Díaz Ordaz iba junto al secretario de la Defensa Nacional”, y dijo también que en ese
momento quiso vengar la matanza de Tlatelolco que acababa de ocurrir dos años antes.
García Barragán le ordenó al chofer que acelerara.
El joven fue detenido en ese mismo sitio por policías o agentes del servicio secreto.
Los diarios que habían dado cuenta de la ceremonia callaron u ocultaron el atentado.
Era imposible, sin embargo, que el ataque hubiera pasado inadvertido en medio de
¿decenas? ¿cientos? de testigos que formaban parte de la valla o que caminaban por la
calle o quizás observaban el paso de la comitiva presidencial.
Castañeda relató muchos años después que el siniestro comandante de la policía federal
de seguridad, Miguel Nazar Haro —acusado de asesinatos, secuestros, torturas y
desapariciones de los opositores de tres gobiernos, de Díaz Ordaz a López Portillo,
y creador de la trágica Brigada Blanca—, hizo que le bajaran los pantalones.
“Con un cordón de cáñamo me amarró los testículos, y le dio un tirón muy fuerte, me
dijo que rezara el Credo, así, hincado”, relató Castañeda.
Pero el joven no daba muestras de miedo. “No le tiembla la voz, está muy bien
aleccionado”, dijeron sus torturadores. Todo esto se mantuvo en la oscuridad.
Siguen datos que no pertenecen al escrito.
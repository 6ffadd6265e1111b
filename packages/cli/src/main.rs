#![cfg_attr(feature = "fail-on-warnings", deny(warnings))]
#![warn(clippy::all, clippy::pedantic, clippy::nursery, clippy::cargo)]
#![allow(clippy::multiple_crate_versions, clippy::cargo_common_metadata)]

//! Command-line entry point for the crime correlation engine.
//!
//! ```text
//! crime_corr report [--format text|json]
//! crime_corr export <output.json>
//! crime_corr options
//! crime_corr serve [--bind-addr 127.0.0.1] [--port 8080]
//! ```
//!
//! Every subcommand reads the event database given by `--db` (or
//! `CRIME_DB_PATH`). Running with no subcommand enters interactive mode.

mod export;
mod options;
mod report;

use std::path::{Path, PathBuf};
use std::sync::Arc;

use clap::{Parser, Subcommand};
use crime_corr_analytics::snapshot::Snapshot;
use crime_corr_server::{DEFAULT_BIND_ADDR, DEFAULT_PORT, ServerConfig};
use crime_corr_source::EventSource;
use crime_corr_source::duckdb_source::DuckDbEventSource;
use dialoguer::{Input, Select};
use strum::IntoEnumIterator as _;

use crate::report::OutputFormat;

#[derive(Parser)]
#[command(
    name = "crime_corr",
    about = "City/offense association and correlation reports for crime data"
)]
struct Cli {
    /// Event database file
    #[arg(long, global = true, env = "CRIME_DB_PATH")]
    db: Option<PathBuf>,

    #[command(subcommand)]
    command: Option<Commands>,
}

#[derive(Subcommand)]
enum Commands {
    /// Print the contingency table, chi-square test, correlations, and centroids
    Report {
        /// Output format (text or json)
        #[arg(long, default_value = "text")]
        format: OutputFormat,
    },
    /// Write the full snapshot as JSON
    Export {
        /// Destination file
        output: PathBuf,
    },
    /// List the cities, offense types, and date range in the database
    Options,
    /// Start the API server
    Serve {
        /// Address to bind
        #[arg(long, env = "BIND_ADDR", default_value = DEFAULT_BIND_ADDR)]
        bind_addr: String,
        /// Port to listen on
        #[arg(long, env = "PORT", default_value_t = DEFAULT_PORT)]
        port: u16,
    },
}

/// Tools offered in interactive mode.
enum Tool {
    Report,
    Export,
    Options,
    Serve,
}

impl Tool {
    const ALL: &[Self] = &[Self::Report, Self::Export, Self::Options, Self::Serve];

    #[must_use]
    const fn label(&self) -> &'static str {
        match self {
            Self::Report => "Print correlation report",
            Self::Export => "Export snapshot as JSON",
            Self::Options => "List cities and offense types",
            Self::Serve => "Start server",
        }
    }
}

#[tokio::main]
async fn main() -> Result<(), Box<dyn std::error::Error>> {
    pretty_env_logger::init_custom_env("RUST_LOG");
    let cli = Cli::parse();

    let db_path = cli
        .db
        .unwrap_or_else(crime_corr_source::paths::default_db_path);

    let Some(command) = cli.command else {
        return interactive(db_path).await;
    };

    match command {
        Commands::Report { format } => {
            let snapshot = build_snapshot(db_path).await?;
            print!("{}", report::render(&snapshot, format)?);
        }
        Commands::Export { output } => {
            let snapshot = build_snapshot(db_path).await?;
            export::write_export(&snapshot, &output)?;
            println!("Wrote {}", output.display());
        }
        Commands::Options => {
            let source = open_source(&db_path)?;
            let text = tokio::task::spawn_blocking(move || {
                options::render_options(source.as_ref()).map_err(|e| e.to_string())
            })
            .await??;
            print!("{text}");
        }
        Commands::Serve { bind_addr, port } => {
            serve(ServerConfig {
                db_path,
                bind_addr,
                port,
            })
            .await?;
        }
    }

    Ok(())
}

async fn interactive(db_path: PathBuf) -> Result<(), Box<dyn std::error::Error>> {
    println!("Crime Correlation Toolchain");
    println!();

    let labels: Vec<&str> = Tool::ALL.iter().map(Tool::label).collect();

    let idx = Select::new()
        .with_prompt("What would you like to do?")
        .items(&labels)
        .default(0)
        .interact()?;

    match Tool::ALL[idx] {
        Tool::Report => {
            let formats: Vec<OutputFormat> = OutputFormat::iter().collect();
            let format_labels: Vec<String> = formats.iter().map(ToString::to_string).collect();
            let choice = Select::new()
                .with_prompt("Output format")
                .items(&format_labels)
                .default(0)
                .interact()?;
            let snapshot = build_snapshot(db_path).await?;
            print!("{}", report::render(&snapshot, formats[choice])?);
        }
        Tool::Export => {
            let output: String = Input::new()
                .with_prompt("Output file")
                .default("snapshot.json".to_string())
                .interact_text()?;
            let snapshot = build_snapshot(db_path).await?;
            export::write_export(&snapshot, Path::new(&output))?;
            println!("Wrote {output}");
        }
        Tool::Options => {
            let source = open_source(&db_path)?;
            print!("{}", options::render_options(source.as_ref())?);
        }
        Tool::Serve => {
            // The server uses actix-web's runtime, so we need to run it
            // in a blocking task to avoid nesting tokio runtimes.
            tokio::task::spawn_blocking(|| {
                actix_web::rt::System::new().block_on(crime_corr_server::interactive::run())
            })
            .await??;
        }
    }

    Ok(())
}

fn open_source(db_path: &Path) -> Result<Arc<dyn EventSource>, Box<dyn std::error::Error>> {
    Ok(Arc::new(DuckDbEventSource::open_read_only(db_path)?))
}

/// Opens the database and builds a snapshot off the async runtime.
async fn build_snapshot(db_path: PathBuf) -> Result<Snapshot, Box<dyn std::error::Error>> {
    let source = open_source(&db_path)?;
    let snapshot = tokio::task::spawn_blocking(move || Snapshot::load(source.as_ref())).await??;
    Ok(snapshot)
}

async fn serve(config: ServerConfig) -> Result<(), Box<dyn std::error::Error>> {
    tokio::task::spawn_blocking(move || {
        actix_web::rt::System::new().block_on(crime_corr_server::run_with_config(config))
    })
    .await??;
    Ok(())
}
Cuatro meses más tarde, Castañeda fue internado en un hospital siquiátrico en donde
permaneció durante más de 20 años. Una jueza lo había declarado “jurídicamente
incapaz”.
Castañeda recuperó la libertad en el gobierno de Salinas de Gortari. “No tenía nombre, ni
identidad, ni historia”. Pasó sus últimos años en la indigencia y de ese modo murió unos años más tarde.